HC Deb 07 December 1857 vol 148 c271
MR. CAIRD

said, he would beg to ask the Secretary of State for the Colonies whether any obstruction on the part of the British Commandant at Aden has been offered to the employment by the Guano Expedition to the Kooria Mooria Islands of Arabs, and other labourers not natives of India, and whether Government has taken steps to remove that obstruction?

MR. LABOUCHERE

said, that when the subject was last before the House he stated that Her Majesty's Government had determined to afford a fair trial to the attempt to obtain a supply of guano from the Kooria Mooria Islands.

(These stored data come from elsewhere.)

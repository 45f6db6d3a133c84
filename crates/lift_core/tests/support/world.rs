#![allow(dead_code)]

use bevy_ecs::prelude::World;
use lift_core::call_strategy::{CallStrategy, CallStrategyKind};
use lift_core::clock::SimulationClock;
use lift_core::dispatch::{build_dispatch_algorithm, DispatchAlgorithmKind};
use lift_core::scenario::ElevatorTiming;
use lift_core::telemetry::{SimSnapshotConfig, SimSnapshots, SimTelemetry};

/// Builder configuration for reproducible test worlds.
#[derive(Clone, Debug)]
pub struct TestWorldConfig {
    pub seed: u64,
    pub dispatch_algorithm: DispatchAlgorithmKind,
    pub call_strategy: CallStrategyKind,
    pub floor_travel_ms: u64,
    pub door_dwell_ms: u64,
    pub snapshot_interval_ms: u64,
}

impl Default for TestWorldConfig {
    fn default() -> Self {
        Self {
            seed: 42,
            dispatch_algorithm: DispatchAlgorithmKind::default(),
            call_strategy: CallStrategyKind::default(),
            floor_travel_ms: 2_000,
            door_dwell_ms: 5_000,
            snapshot_interval_ms: 1_000,
        }
    }
}

/// Helper that populates the ECS world with all shared resources used in integration tests.
#[derive(Debug, Default)]
pub struct TestWorldBuilder {
    config: TestWorldConfig,
}

impl TestWorldBuilder {
    /// Create a new builder with default configuration.
    pub fn new() -> Self {
        Self::default()
    }

    /// Override the RNG seed used by the call strategy.
    pub fn with_seed(mut self, seed: u64) -> Self {
        self.config.seed = seed;
        self
    }

    /// Choose the dispatch algorithm to insert.
    pub fn with_dispatch_algorithm(mut self, kind: DispatchAlgorithmKind) -> Self {
        self.config.dispatch_algorithm = kind;
        self
    }

    /// Choose the bank call strategy to insert.
    pub fn with_call_strategy(mut self, kind: CallStrategyKind) -> Self {
        self.config.call_strategy = kind;
        self
    }

    /// Set custom per-floor travel and door dwell times.
    pub fn with_elevator_timing(mut self, floor_travel_ms: u64, door_dwell_ms: u64) -> Self {
        self.config.floor_travel_ms = floor_travel_ms;
        self.config.door_dwell_ms = door_dwell_ms;
        self
    }

    /// Set the telemetry snapshot capture interval.
    pub fn with_snapshot_interval(mut self, interval_ms: u64) -> Self {
        self.config.snapshot_interval_ms = interval_ms;
        self
    }

    /// Build the ECS world with the configured resources.
    pub fn build(self) -> World {
        let TestWorldConfig {
            seed,
            dispatch_algorithm,
            call_strategy,
            floor_travel_ms,
            door_dwell_ms,
            snapshot_interval_ms,
        } = self.config;

        let mut world = World::new();
        world.insert_resource(SimulationClock::default());
        world.insert_resource(SimTelemetry::default());
        world.insert_resource(SimSnapshotConfig {
            interval_ms: snapshot_interval_ms,
            ..Default::default()
        });
        world.insert_resource(SimSnapshots::default());
        world.insert_resource(ElevatorTiming {
            floor_travel_ms,
            door_dwell_ms,
        });
        world.insert_resource(build_dispatch_algorithm(&dispatch_algorithm));
        world.insert_resource(CallStrategy::new(
            call_strategy,
            Some(seed.wrapping_add(0x5EED_5EED)),
        ));
        world
    }
}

A ship of war had been sent to protect the trade, and from the accounts in the papers there seemed reasonable grounds for believing that a considerable supply of guano had, in consequence, been obtained. With regard to the question of the hon. Gentleman, he learned from the same source that labourers had been conveyed from various ports on the coast of Arabia to the islands; but that as regarded Aden, from which the principal supply was expected, it did appear that the Government of Bombay thought there were objections, partly of a legal nature, to allowing any labourers to be taken from that place, and the Commandant at Aden had forbidden their employment. Her Majesty's Government had called the attention of the Indian Government to the obstruction, and expressed a hope that if there were no valid reason for it it would be removed. The matter was under the consideration of the Board of Directors, and he was not able to state at the present moment the decision at which they had arrived.